Возвращаюсь к прерванным моим похождениям. Когда я на другой день явился к обеду, граф Михаил Семенович лично подвел меня к полковнику Ефиму Ивановичу [114] Золотареву (тогда командир линейного батальона в Анануре и начальник всех военных постов по Военно-Грузинской дороге до Ларса включительно) и сказал: “Вот, полковник, тот молодой человек, о котором я вам говорил, познакомтесь с ним, поговорите и после вместе явитесь в начальнику главного штаба".

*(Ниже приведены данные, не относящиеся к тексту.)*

use crate::CellOffset;

/// Offsets of the eight cells surrounding a cell.
///
/// ```notrust
///   (-1, -1) ( 0, -1) ( 1, -1)
///   (-1,  0)          ( 1,  0)
///   (-1,  1) ( 0,  1) ( 1,  1)
/// ```
pub const NEIGHBORHOOD: [(CellOffset, CellOffset); 8] = [
    (-1, -1),
    (0, -1),
    (1, -1),
    (-1, 0),
    (1, 0),
    (-1, 1),
    (0, 1),
    (1, 1),
];

/// A position on the simulation grid. `y` grows downwards, like screen rows.
///
/// A `Cell` carries no state of its own: whether it is alive is decided by its membership in a
/// [`CellSet`](crate::cell_set::CellSet).
#[derive(Debug, Clone, Copy, PartialEq, Eq, Hash, PartialOrd, Ord)]
pub struct Cell {
    pub x: CellOffset,
    pub y: CellOffset,
}

impl Cell {
    pub const fn new(x: CellOffset, y: CellOffset) -> Self {
        Self { x, y }
    }

    /// The cell at `(x + dx, y + dy)`, or `None` if it falls outside the representable grid.
    pub fn offset(self, dx: CellOffset, dy: CellOffset) -> Option<Self> {
        let x = self.x.checked_add(dx)?;
        let y = self.y.checked_add(dy)?;

        Some(Self { x, y })
    }

    /// Iterate over the (up to) eight neighbours of this cell.
    ///
    /// Cells on the edge of the `i16` range have fewer neighbours. The grid does not wrap.
    pub fn neighbors(self) -> impl Iterator<Item = Cell> {
        NEIGHBORHOOD
            .into_iter()
            .filter_map(move |(dx, dy)| self.offset(dx, dy))
    }
}

impl From<(CellOffset, CellOffset)> for Cell {
    fn from((x, y): (CellOffset, CellOffset)) -> Self {
        Self { x, y }
    }
}

#[cfg(test)]
mod tests {
    use super::Cell;

    #[test]
    fn interior_cell_has_eight_distinct_neighbors() {
        let mut n: Vec<Cell> = Cell::new(0, 0).neighbors().collect();
        n.sort();
        n.dedup();

        assert_eq!(n.len(), 8);
        assert!(!n.contains(&Cell::new(0, 0)));
    }

    #[test]
    fn edge_cells_do_not_wrap() {
        let corner = Cell::new(i16::MAX, i16::MIN);
        let n: Vec<Cell> = corner.neighbors().collect();

        assert_eq!(n.len(), 3);
        assert!(n.iter().all(|c| c.x >= i16::MAX - 1 && c.y <= i16::MIN + 1));
    }

    #[test]
    fn offset_overflow_is_none() {
        assert_eq!(Cell::new(i16::MAX, 0).offset(1, 0), None);
        assert_eq!(Cell::new(3, -4).offset(-3, 4), Some(Cell::new(0, 0)));
    }
}
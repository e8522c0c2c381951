use std::collections::HashMap;
use std::collections::HashSet;

use proptest::prelude::*;

use sparselife::brush::Brush;
use sparselife::cell::Cell;
use sparselife::simulation::Simulation;
use sparselife::world::World;

type Cells = HashSet<(i16, i16)>;

fn world_of(cells: &Cells, capacity: usize) -> World {
    let mut world = World::with_capacity(capacity);
    for &(x, y) in cells {
        world.place(x, y);
    }
    world
}

fn alive(world: &World) -> Cells {
    world.iter().map(|c| (c.x, c.y)).collect()
}

/// Straightforward B3/S23 step over a set, used as a reference.
fn naive_step(cells: &Cells) -> Cells {
    let mut counts: HashMap<(i16, i16), u8> = HashMap::new();

    for &(x, y) in cells {
        for dx in -1..=1 {
            for dy in -1..=1 {
                if (dx, dy) != (0, 0) {
                    *counts.entry((x + dx, y + dy)).or_default() += 1;
                }
            }
        }
    }

    counts
        .into_iter()
        .filter(|&(cell, n)| n == 3 || (n == 2 && cells.contains(&cell)))
        .map(|(cell, _)| cell)
        .collect()
}

fn translate(cells: &Cells, dx: i16, dy: i16) -> Cells {
    cells.iter().map(|&(x, y)| (x + dx, y + dy)).collect()
}

#[test]
fn glider_moves_diagonally() {
    let glider = Cells::from([(1, 0), (2, 1), (0, 2), (1, 2), (2, 2)]);
    let mut world = world_of(&glider, 1024);

    for period in 1..=10 {
        for _ in 0..4 {
            world.advance();
        }

        assert_eq!(alive(&world), translate(&glider, period, period), "after {period} periods");
    }
}

#[test]
fn lwss_moves_sideways() {
    let lwss = Cells::from([
        (1, 0),
        (4, 0),
        (0, 1),
        (0, 2),
        (4, 2),
        (0, 3),
        (1, 3),
        (2, 3),
        (3, 3),
    ]);
    let mut world = world_of(&lwss, 1024);

    for _ in 0..4 {
        world.advance();
    }

    assert_eq!(alive(&world), translate(&lwss, -2, 0));
}

#[test]
fn gosper_gun_fires_gliders() -> anyhow::Result<()> {
    let bytes = std::fs::read("tests/rle_pats/gosper_gun.rle")?;
    let gun = Brush::from_rle(&bytes, 128)?;

    let mut sim = Simulation::default();
    sim.brushes_mut().set(0, gun)?;
    sim.stamp_brush(0, 0, 0)?;

    assert_eq!(sim.population(), 36);

    // the gun has period 30 and adds one five cell glider per period
    for _ in 0..30 {
        sim.advance_generation();
    }
    assert_eq!(sim.population(), 41);

    for _ in 0..30 {
        sim.advance_generation();
    }
    assert_eq!(sim.population(), 46);

    Ok(())
}

#[test]
fn capture_and_stamp_a_moving_glider() {
    let mut sim = Simulation::default();
    for (x, y) in [(1, 0), (2, 1), (0, 2), (1, 2), (2, 2)] {
        sim.place_cell(x, y);
    }

    for _ in 0..8 {
        sim.advance_generation();
    }

    // it is now two cells down and to the right
    sim.capture_brush(2, 2, 2, 3, 3).unwrap();
    sim.stamp_brush(2, 50, 50).unwrap();

    assert_eq!(sim.population(), 10);

    let stamped: Cells = sim
        .alive_cells()
        .filter(|c| c.x >= 50)
        .map(|c| (c.x, c.y))
        .collect();
    assert_eq!(
        stamped,
        Cells::from([(51, 50), (52, 51), (50, 52), (51, 52), (52, 52)])
    );
    assert!(sim.is_alive(3, 2));
    assert!(!sim.alive_cells().any(|c| c == Cell::new(1, 0)));
}

proptest! {
    #[test]
    fn matches_naive_reference(
        soup in prop::collection::hash_set((-6i16..6, -6i16..6), 0..60),
        generations in 1usize..12,
    ) {
        let mut world = world_of(&soup, 4096);
        let mut expected = soup.clone();

        for generation in 0..generations {
            world.advance();
            expected = naive_step(&expected);

            prop_assert_eq!(alive(&world), expected.clone(), "generation {}", generation + 1);
        }
    }

    #[test]
    fn population_never_exceeds_capacity(
        soup in prop::collection::hash_set((-8i16..8, -8i16..8), 0..120),
        capacity in 1usize..40,
    ) {
        let mut world = world_of(&soup, capacity);
        prop_assert!(world.population() <= capacity);

        for _ in 0..5 {
            world.advance();
            prop_assert!(world.population() <= capacity);
        }
    }
}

Я сначала был в недоумении в чему понадобилось мое знакомство с этим совершенно неизвестным мне господином полковником; однако мы сели за стол рядом и дело объяснилось. Граф требовал Золотарева к себе, давал ему читать мою записку и спрашивал его мнения, как старожила на Военно-Грузинской дороге и будто знающего хорошо положение прилегающих кистинских племен. Золотарев совершенно одобрил мое предположение. Тогда граф сказал ему что намерен на него возложить исполнение этого дела, что записку передаст начальнику главного штаба и мы должны с ним подробно объясниться. После обеда я отправился в г. Золотареву на квартиру, где мы довольно долго беседовали. Рассказал он мне, что, очень давно служа на Военно-Грузинской дороге, имел случай близко познакомиться с кистинами, которые в качестве каких-то полупокорных часто приходят на работы или для мелкой торговли в ближайшие осетинские ущелья, что они же главным образом виновники всех происшествий в этих местах, что он вполне разделяет мой взгляд на важность занятия этих обществ, что это совершенно обеспечило бы свободное сообщение по дороге к Владикавказу и что его родственник полковник князь Авалов, начальник туземных племен по Военно-Грузинской дороге (хорошо знакомый с положением Хевсурии и Кистетии), совершенно такого же мнения; но что не имели они об этом до сих пор случая заявить начальству. Полковник Золотарев выразил большое удовольствие, что моя записка, по-видимому, даст толчок этому полезному делу и думал, что начальник штаба будет, без сомнения, требовать [115] подробностей о средствах исполнения, о числе нужных войск, денег и пр.; что поэтому следует заранее приготовиться к ответу на все вопросы. Мы условились на другой день в десять часов утра вместе явиться к начальнику главного штаба.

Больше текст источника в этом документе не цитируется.